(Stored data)
+++
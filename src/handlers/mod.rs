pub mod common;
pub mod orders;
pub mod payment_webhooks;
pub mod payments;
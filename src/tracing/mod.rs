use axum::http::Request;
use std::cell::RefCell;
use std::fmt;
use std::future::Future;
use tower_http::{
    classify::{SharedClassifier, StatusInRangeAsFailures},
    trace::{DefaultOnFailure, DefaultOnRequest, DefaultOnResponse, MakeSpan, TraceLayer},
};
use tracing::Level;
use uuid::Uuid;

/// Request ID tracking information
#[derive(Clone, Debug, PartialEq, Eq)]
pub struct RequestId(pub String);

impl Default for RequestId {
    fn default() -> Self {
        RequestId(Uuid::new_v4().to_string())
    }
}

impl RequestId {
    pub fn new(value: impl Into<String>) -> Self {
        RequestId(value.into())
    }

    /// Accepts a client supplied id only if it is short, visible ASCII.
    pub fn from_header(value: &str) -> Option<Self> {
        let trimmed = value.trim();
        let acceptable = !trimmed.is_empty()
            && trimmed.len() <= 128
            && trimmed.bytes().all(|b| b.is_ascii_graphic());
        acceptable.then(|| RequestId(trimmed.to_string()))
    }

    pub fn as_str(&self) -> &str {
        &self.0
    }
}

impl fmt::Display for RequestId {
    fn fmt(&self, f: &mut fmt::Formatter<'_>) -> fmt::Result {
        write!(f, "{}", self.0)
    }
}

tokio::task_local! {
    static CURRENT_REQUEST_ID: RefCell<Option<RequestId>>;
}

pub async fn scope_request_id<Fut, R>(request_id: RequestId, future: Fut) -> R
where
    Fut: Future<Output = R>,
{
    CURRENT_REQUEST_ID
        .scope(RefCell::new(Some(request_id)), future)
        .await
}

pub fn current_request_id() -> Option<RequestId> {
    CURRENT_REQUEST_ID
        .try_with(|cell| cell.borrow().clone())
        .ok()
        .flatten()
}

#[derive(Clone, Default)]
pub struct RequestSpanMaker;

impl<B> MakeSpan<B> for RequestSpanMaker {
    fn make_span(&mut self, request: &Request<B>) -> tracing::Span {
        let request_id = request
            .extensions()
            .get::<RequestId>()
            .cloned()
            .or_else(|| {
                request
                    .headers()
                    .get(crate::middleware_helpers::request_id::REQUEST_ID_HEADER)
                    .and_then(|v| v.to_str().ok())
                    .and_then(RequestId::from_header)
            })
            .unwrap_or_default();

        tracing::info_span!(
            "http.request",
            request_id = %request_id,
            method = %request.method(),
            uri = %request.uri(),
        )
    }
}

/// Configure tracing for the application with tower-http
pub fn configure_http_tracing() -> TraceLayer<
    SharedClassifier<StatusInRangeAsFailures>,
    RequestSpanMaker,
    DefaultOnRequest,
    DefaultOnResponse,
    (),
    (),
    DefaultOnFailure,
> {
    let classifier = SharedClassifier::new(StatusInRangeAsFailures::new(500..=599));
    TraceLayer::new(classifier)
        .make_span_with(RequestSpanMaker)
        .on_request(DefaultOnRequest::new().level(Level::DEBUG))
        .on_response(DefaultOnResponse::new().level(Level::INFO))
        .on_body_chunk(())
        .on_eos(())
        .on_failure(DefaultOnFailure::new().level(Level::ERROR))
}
+++
**Work instructions**
All the entries are to be set down exactly as they appear.

**Solution for this task**
filename src/handlers/mod.rs
pub mod common;
pub mod orders;
pub mod payment_webhooks;
pub mod payments;
filename src/tracing/mod.rs
use axum::http::Request;
use std::cell::RefCell;
use std::fmt;
use std::future::Future;
use tower_http::{
    classify::{SharedClassifier, StatusInRangeAsFailures},
    trace::{DefaultOnFailure, DefaultOnRequest, DefaultOnResponse, MakeSpan, TraceLayer},
};
use tracing::Level;
use uuid::Uuid;

/// Request ID tracking information
#[derive(Clone, Debug, PartialEq, Eq)]
pub struct RequestId(pub String);

impl Default for RequestId {
    fn default() -> Self {
        RequestId(Uuid::new_v4().to_string())
    }
}

impl RequestId {
    pub fn new(value: impl Into<String>) -> Self {
        RequestId(value.into())
    }

    /// Accepts a client supplied id only if it is short, visible ASCII.
    pub fn from_header(value: &str) -> Option<Self> {
        let trimmed = value.trim();
        let acceptable = !trimmed.is_empty()
            && trimmed.len() <= 128
            && trimmed.bytes().all(|b| b.is_ascii_graphic());
        acceptable.then(|| RequestId(trimmed.to_string()))
    }

    pub fn as_str(&self) -> &str {
        &self.0
    }
}

impl fmt::Display for RequestId {
    fn fmt(&self, f: &mut fmt::Formatter<'_>) -> fmt::Result {
        write!(f, "{}", self.0)
    }
}

tokio::task_local! {
    static CURRENT_REQUEST_ID: RefCell<Option<RequestId>>;
}

pub async fn scope_request_id<Fut, R>(request_id: RequestId, future: Fut) -> R
where
    Fut: Future<Output = R>,
{
    CURRENT_REQUEST_ID
        .scope(RefCell::new(Some(request_id)), future)
        .await
}

pub fn current_request_id() -> Option<RequestId> {
    CURRENT_REQUEST_ID
        .try_with(|cell| cell.borrow().clone())
        .ok()
        .flatten()
}

#[derive(Clone, Default)]
pub struct RequestSpanMaker;

impl<B> MakeSpan<B> for RequestSpanMaker {
    fn make_span(&mut self, request: &Request<B>) -> tracing::Span {
        let request_id = request
            .extensions()
            .get::<RequestId>()
            .cloned()
            .or_else(|| {
                request
                    .headers()
                    .get(crate::middleware_helpers::request_id::REQUEST_ID_HEADER)
                    .and_then(|v| v.to_str().ok())
                    .and_then(RequestId::from_header)
            })
            .unwrap_or_default();

        tracing::info_span!(
            "http.request",
            request_id = %request_id,
            method = %request.method(),
            uri = %request.uri(),
        )
    }
}

/// Configure tracing for the application with tower-http
pub fn configure_http_tracing() -> TraceLayer<
    SharedClassifier<StatusInRangeAsFailures>,
    RequestSpanMaker,
    DefaultOnRequest,
    DefaultOnResponse,
    (),
    (),
    DefaultOnFailure,
> {
    let classifier = SharedClassifier::new(StatusInRangeAsFailures::new(500..=599));
    TraceLayer::new(classifier)
        .make_span_with(RequestSpanMaker)
        .on_request(DefaultOnRequest::new().level(Level::DEBUG))
        .on_response(DefaultOnResponse::new().level(Level::INFO))
        .on_body_chunk(())
        .on_eos(())
        .on_failure(DefaultOnFailure::new().level(Level::ERROR))
}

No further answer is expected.